▶ [Problem requirements]
Scan the entries below for the word "core". Copy each line that has it.

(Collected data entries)
--

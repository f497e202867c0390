use std::time::Duration;

use thiserror::Error;

use crate::detection::domain::detection_scheduler::{
    DEFAULT_DETECTION_INTERVAL, DEFAULT_DETECTION_TIMEOUT, DEFAULT_FAILURE_THRESHOLD,
};
use crate::detection::domain::face_geometry_source::DetectOptions;
use crate::filters::domain::filter_drawing::DEFAULT_PIXEL_SIZE;

#[derive(Error, Debug, Clone, PartialEq)]
pub enum ConfigError {
    #[error("detection interval must be >= 1")]
    ZeroDetectionInterval,
    #[error("detection timeout must be greater than zero")]
    ZeroDetectionTimeout,
    #[error("pixel size must be >= 1")]
    ZeroPixelSize,
    #[error("confidence must be between 0.0 and 1.0, got {0}")]
    ConfidenceOutOfRange(f64),
}

/// Tunables for one compositor run.
#[derive(Clone, Debug, PartialEq)]
pub struct PipelineConfig {
    /// Submit a detection every Nth tick.
    pub detection_interval: usize,
    /// Consecutive failures tolerated before cached geometry is dropped.
    pub failure_threshold: u32,
    /// A detection still running after this long counts as failed.
    pub detection_timeout: Duration,
    /// Block edge, in pixels, of the pixelate filter.
    pub pixel_size: u32,
    pub detect_options: DetectOptions,
    /// Draw bounding boxes and landmarks over the filters.
    pub show_detections: bool,
}

impl Default for PipelineConfig {
    fn default() -> Self {
        Self {
            detection_interval: DEFAULT_DETECTION_INTERVAL,
            failure_threshold: DEFAULT_FAILURE_THRESHOLD,
            detection_timeout: DEFAULT_DETECTION_TIMEOUT,
            pixel_size: DEFAULT_PIXEL_SIZE,
            detect_options: DetectOptions::default(),
            show_detections: false,
        }
    }
}

impl PipelineConfig {
    pub fn validate(&self) -> Result<(), ConfigError> {
        if self.detection_interval == 0 {
            return Err(ConfigError::ZeroDetectionInterval);
        }
        if self.detection_timeout.is_zero() {
            return Err(ConfigError::ZeroDetectionTimeout);
        }
        if self.pixel_size == 0 {
            return Err(ConfigError::ZeroPixelSize);
        }
        let confidence = self.detect_options.min_confidence;
        if !(0.0..=1.0).contains(&confidence) {
            return Err(ConfigError::ConfidenceOutOfRange(confidence));
        }
        Ok(())
    }
}
use crossbeam_channel::{Sender, TrySendError};

use crate::shared::frame::Frame;
use crate::video::domain::frame_sink::FrameSink;

/// Forwards presented frames to a channel, e.g. a display thread.
///
/// Never blocks the render loop: when the receiver lags and the channel is
/// full, the frame is dropped and counted.
pub struct ChannelFrameSink {
    tx: Sender<Frame>,
    dropped: usize,
}

impl ChannelFrameSink {
    pub fn new(tx: Sender<Frame>) -> Self {
        Self { tx, dropped: 0 }
    }

    /// Frames discarded because the channel was full.
    pub fn dropped(&self) -> usize {
        self.dropped
    }
}

impl FrameSink for ChannelFrameSink {
    fn write(&mut self, frame: &Frame) -> Result<(), Box<dyn std::error::Error>> {
        match self.tx.try_send(frame.clone()) {
            Ok(()) => Ok(()),
            Err(TrySendError::Full(_)) => {
                self.dropped += 1;
                Ok(())
            }
            Err(TrySendError::Disconnected(_)) => Err("frame receiver disconnected".into()),
        }
    }
}

#[cfg(test)]
mod tests {
    use super::*;

    fn frame(index: usize) -> Frame {
        Frame::new(vec![0u8; 3], 1, 1, 3, index)
    }

    #[test]
    fn test_forwards_frames_in_order() {
        let (tx, rx) = crossbeam_channel::unbounded();
        let mut sink = ChannelFrameSink::new(tx);
        sink.write(&frame(0)).unwrap();
        sink.write(&frame(1)).unwrap();

        assert_eq!(rx.try_recv().unwrap().index(), 0);
        assert_eq!(rx.try_recv().unwrap().index(), 1);
    }

    #[test]
    fn test_full_channel_drops_instead_of_blocking() {
        let (tx, rx) = crossbeam_channel::bounded(1);
        let mut sink = ChannelFrameSink::new(tx);
        sink.write(&frame(0)).unwrap();
        sink.write(&frame(1)).unwrap();

        assert_eq!(sink.dropped(), 1);
        assert_eq!(rx.try_recv().unwrap().index(), 0);
        assert!(rx.try_recv().is_err());
    }

    #[test]
    fn test_disconnected_receiver_is_error() {
        let (tx, rx) = crossbeam_channel::bounded(1);
        drop(rx);
        let mut sink = ChannelFrameSink::new(tx);
        assert!(sink.write(&frame(0)).is_err());
    }
}
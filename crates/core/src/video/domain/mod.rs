pub mod frame_sink;
pub mod video_source;
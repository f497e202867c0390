pub mod interval_frame_clock;
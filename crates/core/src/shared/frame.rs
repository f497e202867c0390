use std::time::Duration;

use ndarray::ArrayView3;

/// One captured image: contiguous RGB (or RGBA) bytes in row-major order.
///
/// Frames are produced once per tick by a video source and never mutated
/// afterwards; filters that need pixels from the live image read them from
/// here and paint onto a separate drawing surface.
#[derive(Clone, Debug)]
pub struct Frame {
    data: Vec<u8>,
    width: u32,
    height: u32,
    channels: u8,
    index: usize,
    timestamp: Duration,
}

impl Frame {
    pub fn new(data: Vec<u8>, width: u32, height: u32, channels: u8, index: usize) -> Self {
        debug_assert_eq!(
            data.len(),
            (width as usize) * (height as usize) * (channels as usize),
            "data length must equal width * height * channels"
        );
        Self {
            data,
            width,
            height,
            channels,
            index,
            timestamp: Duration::ZERO,
        }
    }

    /// Sets the capture time, measured from the moment the source started.
    pub fn with_timestamp(mut self, timestamp: Duration) -> Self {
        self.timestamp = timestamp;
        self
    }

    pub fn data(&self) -> &[u8] {
        &self.data
    }

    pub fn into_data(self) -> Vec<u8> {
        self.data
    }

    pub fn width(&self) -> u32 {
        self.width
    }

    pub fn height(&self) -> u32 {
        self.height
    }

    pub fn channels(&self) -> u8 {
        self.channels
    }

    /// Frame identifier, unique and increasing within one source run.
    pub fn index(&self) -> usize {
        self.index
    }

    pub fn timestamp(&self) -> Duration {
        self.timestamp
    }

    /// Channel bytes of the pixel at `(x, y)`. Panics when out of bounds.
    pub fn pixel(&self, x: u32, y: u32) -> &[u8] {
        let c = self.channels as usize;
        let offset = (y as usize * self.width as usize + x as usize) * c;
        &self.data[offset..offset + c]
    }

    pub fn as_ndarray(&self) -> ArrayView3<'_, u8> {
        ArrayView3::from_shape(self.shape(), &self.data)
            .expect("Frame data length must match dimensions")
    }

    fn shape(&self) -> (usize, usize, usize) {
        (
            self.height as usize,
            self.width as usize,
            self.channels as usize,
        )
    }
}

--

▶ [Expected answer]
filename crates/core/src/video/domain/mod.rs
filename crates/core/src/shared/frame.rs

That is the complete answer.